Big West, Studio Nue, and Harmony Gold USA have announced that the companies agreed to allow the immediate distribution of most Macross television sequels and films. The agreement signed on March 1, 2021 also confirms that Big West “will not oppose the Japanese release of an anticipated upcoming live-action Robotech film.” Big West will not contest Harmony Gold USA’s exclusive license with Tatsunoko for the use of the 41 Macross characters and mecha designs in the Robotech television series and related merchandise outside Japan. The companies agreed to cooperate on the distribution of future Macross and Robotech projects.
Studio Nue launched the Macross franchise in 1982 with The Super Dimension Fortress Macross. Studio Nue worked with the advertising agency Big West and the anime studio Tatsunoko Production as production partners. The franchise spawned three more television series, several theatrical films, and several video series.
Tatsunoko licensed various rights to the first Macross series, Genesis Climber Mospeada, and The Super Dimension Cavalry Southern Cross to the licensing company Harmony Gold USA in 1984. Harmony Gold edited and rewrote the three shows into its 85-episode Robotech series in 1985. Harmony Gold went on to produce sequels, including 1986’s Robotech II: The Sentinels and 2006’s Robotech: The Shadow Chronicles
Harmony Gold also signed two live-action motion picture deals: in 2007 with Warner Bros. and in 2016 with Columbia Pictures. As of this writing, no live-action films have yet been released.
In a 1991 agreement, Tatsunoko granted Harmony Gold USA the exclusive right to exploit 36 episodes of Macross, along with 25 episodes of Mospeada and and 23 episodes of Southern Cross, for 10 years. The two companies extended the agreement in 1998, 2002, and then 2019.

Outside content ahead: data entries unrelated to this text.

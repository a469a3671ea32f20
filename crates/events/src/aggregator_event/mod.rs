// SPDX-License-Identifier: LGPL-3.0-only
//
// This file is provided WITHOUT ANY WARRANTY;
// without even the implied warranty of MERCHANTABILITY
// or FITNESS FOR A PARTICULAR PURPOSE.

mod access;
mod batch;
mod decryption;
mod integrity_violation;

pub use access::*;
pub use batch::*;
pub use decryption::*;
pub use integrity_violation::*;

use crate::{ErrorEvent, Event, EventId};
use actix::Message;
use serde::{Deserialize, Serialize};
use std::fmt;

/// Macro to help define From traits for AggregatorEvent
macro_rules! impl_from_event {
    ($($variant:ident),*) => {
        $(
            impl From<$variant> for AggregatorEvent {
                fn from(data: $variant) -> Self {
                    AggregatorEvent::$variant {
                        id: EventId::hash(&data),
                        data,
                    }
                }
            }
        )*
    };
}

#[derive(Message, Clone, Debug, PartialEq, Eq, Hash, Serialize, Deserialize)]
#[rtype(result = "()")]
pub enum AggregatorEvent {
    OwnershipTransferred {
        id: EventId,
        data: OwnershipTransferred,
    },
    ProviderAdded {
        id: EventId,
        data: ProviderAdded,
    },
    ProviderRemoved {
        id: EventId,
        data: ProviderRemoved,
    },
    PausedSet {
        id: EventId,
        data: PausedSet,
    },
    CooldownUpdated {
        id: EventId,
        data: CooldownUpdated,
    },
    BatchOpened {
        id: EventId,
        data: BatchOpened,
    },
    BatchClosed {
        id: EventId,
        data: BatchClosed,
    },
    GradientSubmitted {
        id: EventId,
        data: GradientSubmitted,
    },
    DecryptionRequested {
        id: EventId,
        data: DecryptionRequested,
    },
    DecryptionCompleted {
        id: EventId,
        data: DecryptionCompleted,
    },
    IntegrityViolation {
        id: EventId,
        data: IntegrityViolation,
    },
}

impl AggregatorEvent {
    pub fn to_bytes(&self) -> Result<Vec<u8>, bincode::Error> {
        bincode::serialize(self)
    }

    pub fn from_bytes(bytes: &[u8]) -> Result<Self, bincode::Error> {
        bincode::deserialize(bytes)
    }

    pub fn get_id(&self) -> EventId {
        match self {
            AggregatorEvent::OwnershipTransferred { id, .. } => id.clone(),
            AggregatorEvent::ProviderAdded { id, .. } => id.clone(),
            AggregatorEvent::ProviderRemoved { id, .. } => id.clone(),
            AggregatorEvent::PausedSet { id, .. } => id.clone(),
            AggregatorEvent::CooldownUpdated { id, .. } => id.clone(),
            AggregatorEvent::BatchOpened { id, .. } => id.clone(),
            AggregatorEvent::BatchClosed { id, .. } => id.clone(),
            AggregatorEvent::GradientSubmitted { id, .. } => id.clone(),
            AggregatorEvent::DecryptionRequested { id, .. } => id.clone(),
            AggregatorEvent::DecryptionCompleted { id, .. } => id.clone(),
            AggregatorEvent::IntegrityViolation { id, .. } => id.clone(),
        }
    }

    /// The batch this event concerns, if any
    pub fn get_batch_id(&self) -> Option<u64> {
        match self {
            AggregatorEvent::BatchOpened { data, .. } => Some(data.batch_id),
            AggregatorEvent::BatchClosed { data, .. } => Some(data.batch_id),
            AggregatorEvent::GradientSubmitted { data, .. } => Some(data.batch_id),
            AggregatorEvent::DecryptionRequested { data, .. } => Some(data.batch_id),
            AggregatorEvent::DecryptionCompleted { data, .. } => Some(data.batch_id),
            _ => None,
        }
    }

    pub fn get_data(&self) -> String {
        match self {
            AggregatorEvent::OwnershipTransferred { data, .. } => format!("{}", data),
            AggregatorEvent::ProviderAdded { data, .. } => format!("{}", data),
            AggregatorEvent::ProviderRemoved { data, .. } => format!("{}", data),
            AggregatorEvent::PausedSet { data, .. } => format!("{}", data),
            AggregatorEvent::CooldownUpdated { data, .. } => format!("{}", data),
            AggregatorEvent::BatchOpened { data, .. } => format!("{}", data),
            AggregatorEvent::BatchClosed { data, .. } => format!("{}", data),
            AggregatorEvent::GradientSubmitted { data, .. } => format!("{}", data),
            AggregatorEvent::DecryptionRequested { data, .. } => format!("{}", data),
            AggregatorEvent::DecryptionCompleted { data, .. } => format!("{}", data),
            AggregatorEvent::IntegrityViolation { data, .. } => format!("{}", data),
        }
    }
}

impl Event for AggregatorEvent {
    type Id = EventId;

    fn event_type(&self) -> String {
        let s = format!("{:?}", self);
        extract_event_name(&s).to_string()
    }

    fn event_id(&self) -> Self::Id {
        self.get_id()
    }
}

impl ErrorEvent for AggregatorEvent {
    type Error = IntegrityViolation;

    fn as_error(&self) -> Option<&Self::Error> {
        match self {
            AggregatorEvent::IntegrityViolation { data, .. } => Some(data),
            _ => None,
        }
    }

    fn from_error(error: Self::Error) -> Self {
        AggregatorEvent::from(error)
    }
}

impl_from_event!(
    OwnershipTransferred,
    ProviderAdded,
    ProviderRemoved,
    PausedSet,
    CooldownUpdated,
    BatchOpened,
    BatchClosed,
    GradientSubmitted,
    DecryptionRequested,
    DecryptionCompleted,
    IntegrityViolation
);

impl fmt::Display for AggregatorEvent {
    fn fmt(&self, f: &mut fmt::Formatter<'_>) -> fmt::Result {
        f.write_str(&format!("{}({})", self.event_type(), self.get_data()))
    }
}

fn extract_event_name(s: &str) -> &str {
    let bytes = s.as_bytes();
    for (i, &item) in bytes.iter().enumerate() {
        if item == b' ' || item == b'(' || item == b'{' {
            return &s[..i];
        }
    }
    s
}

#[cfg(test)]
mod tests {
    use super::*;
    use alloy_primitives::{Address, B256};

    #[test]
    fn event_type_is_the_variant_name() {
        let evt = AggregatorEvent::from(GradientSubmitted {
            provider: Address::repeat_byte(1),
            batch_id: 3,
            ciphertext_handle: B256::ZERO,
            sample_count: 10,
        });
        assert_eq!(evt.event_type(), "GradientSubmitted");
        assert_eq!(evt.get_batch_id(), Some(3));
    }

    #[test]
    fn events_survive_a_bincode_trip() -> anyhow::Result<()> {
        let evt = AggregatorEvent::from(DecryptionCompleted {
            request_id: 1,
            batch_id: 1,
            decrypted_sum: 5,
            total_samples: 100,
        });
        let decoded = AggregatorEvent::from_bytes(&evt.to_bytes()?)?;
        assert_eq!(decoded, evt);
        assert_eq!(decoded.event_id(), evt.event_id());
        Ok(())
    }

    #[test]
    fn only_integrity_violations_are_errors() {
        let alert = IntegrityViolation {
            request_id: 1,
            reason: IntegrityViolationReason::StateMismatch,
            message: "hash differs".to_string(),
        };
        assert_eq!(
            AggregatorEvent::from(alert.clone()).as_error(),
            Some(&alert)
        );
        assert!(AggregatorEvent::from(PausedSet { paused: true })
            .as_error()
            .is_none());
    }
}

Around 1998, Big West filed a lawsuit against Tatsunoko, claiming it, not Tatsunoko, had the rights to make sequels to Macross. A 2003 court decision ruled in favor of Tatsunoko, saying that Tatsunoko had the right to license Macross to Harmony Gold, but Big West retains the rights to 41 of the original designs used in the series.
As a result of these proceedings, Tatsunoko and Harmony Gold’s agreement in 1998 revoked Harmony Gold’s right to make sequels to the three shows in question, but the 2002 agreement restored them for Mospeada and Southern Cross only. A 2003 agreement restored Harmony Gold’s right to make derivative works of Macross, except with the designs owned by Big West. Tatsunoko disputed this 2003 agreement in its counterclaims, but the court upheld the agreement as valid.
Also as a result of the litigation, Tatsunoko asked Harmony Gold to protect Macross trademarks outside of Japan, and agreed that Harmony Gold could deduct legal fees from royalties paid to Tatsunoko. Tatsunoko also disputed this agreement in its counterclaims, but again the court ruled in favor of Harmony Gold.